The September 2019 stall and crash of a Convair 440 cargo aircraft near Toledo resulted from oversight by the aircraft’s two fatigued pilots.

That is according to the National Transportation Safety Board (NTSB), which on 31 August released its final accident report.

The NTSB attributes the crash to “the flight crew’s failure to maintain the proper airspeed on final approach, which resulted in an inadvertent aerodynamic stall and impact with trees and terrain”.

Convair 440 Toledo 2019 crash, empennage-2 NTSB

Source: NTSB

The empennage of the Convair 440

“Contributing to the accident was the flight crew’s fatigue due to the overnight flight schedule,” adds the report.
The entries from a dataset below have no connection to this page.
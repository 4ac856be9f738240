//! Session tokens injected into the page shell.
//!
//! The ERP owns real session issuance; the gateway only mints a per-request
//! token the frontend echoes back, HMAC-bound to the caller.

use hmac::{Hmac, Mac};
use rand::RngCore;
use secrecy::{ExposeSecret, Secret};
use sha2::Sha256;

type HmacSha256 = Hmac<Sha256>;

/// Mint a `nonce.signature` token bound to the caller.
pub fn issue_token(secret: &Secret<String>, user: &str) -> String {
    let mut nonce_bytes = [0u8; 16];
    rand::thread_rng().fill_bytes(&mut nonce_bytes);
    let nonce = hex::encode(nonce_bytes);
    let signature = sign(secret, user, &nonce);
    format!("{}.{}", nonce, signature)
}

/// Check a token previously issued for `user`.
pub fn verify_token(secret: &Secret<String>, user: &str, token: &str) -> bool {
    match token.split_once('.') {
        Some((nonce, signature)) => sign(secret, user, nonce) == signature,
        None => false,
    }
}

fn sign(secret: &Secret<String>, user: &str, nonce: &str) -> String {
    let payload = format!("{}|{}", user, nonce);
    let mut mac = HmacSha256::new_from_slice(secret.expose_secret().as_bytes())
        .expect("HMAC can take key of any size");
    mac.update(payload.as_bytes());
    hex::encode(mac.finalize().into_bytes())
}

#[cfg(test)]
mod tests {
    use super::*;

    #[test]
    fn issued_tokens_verify_for_the_same_user() {
        let secret = Secret::new("test-secret".to_string());
        let token = issue_token(&secret, "clerk@example.com");
        assert!(verify_token(&secret, "clerk@example.com", &token));
        assert!(!verify_token(&secret, "someone-else", &token));
        assert!(!verify_token(&secret, "clerk@example.com", "garbage"));
    }
}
The crash at 02:39 local time on 11 September 2019 killed both pilots.

The crew started their trip the previous evening when they departed Laredo International airport in Texas at 18:38 on 10 September, bound for Millington-Memphis airport in Tennessee, where they landed at 22:10.

After refueling, the Convair (registration N24DR) departed Millington at 23:14 for a flight to Eugene F Kranz Toledo Express airport. The pilots began descending several hours later, when about 34nm (63km) southwest of Toledo airport.

At about 02:35, a controller cleared the aircraft for a visual approach to Toledo’s Runway 25.

During final approach, the aircraft’s airspeed decreased to 70-75kt (130-139km/h) – at or below stall speed, the NSTB says.

“The aircraft became briefly established on final approach before radar contact was lost,” it says. “The airplane impacted trees and terrain and came to rest in a trucking company parking lot short of the runway 25 arrival threshold.”

The NTSB says the pilots failed to maintain proper airspeed and did not recognise an impending stall.

Convair 440 Toledo 2019 crash, empennage NTSB

Source: NTSB

“Their performance was likely impaired by fatigue, resulting from both the total duration of the overnight flights and the approach being conducted in the window of the circadian low,” it says.

The Convair 440, powered by twin Pratt & Whitney R2800-52W reciprocating engines, was manufactured in 1957 and had logged a 47,742h of flight.

The NTSB has cited “circadian” factors as contributing to other aviation crashes, including that of a UPS Airbus A300 on 14 August 2013. That aircraft crashed at 04:47 local time after descending too low during approach to Birmingham, Alabama, killing both pilots.

The NTSB attributed the accident largely to the crew. It cited poor communication and said the pilots improperly configured the flight-management computer and decided to continue an unstable approach, in addition to being fatigued.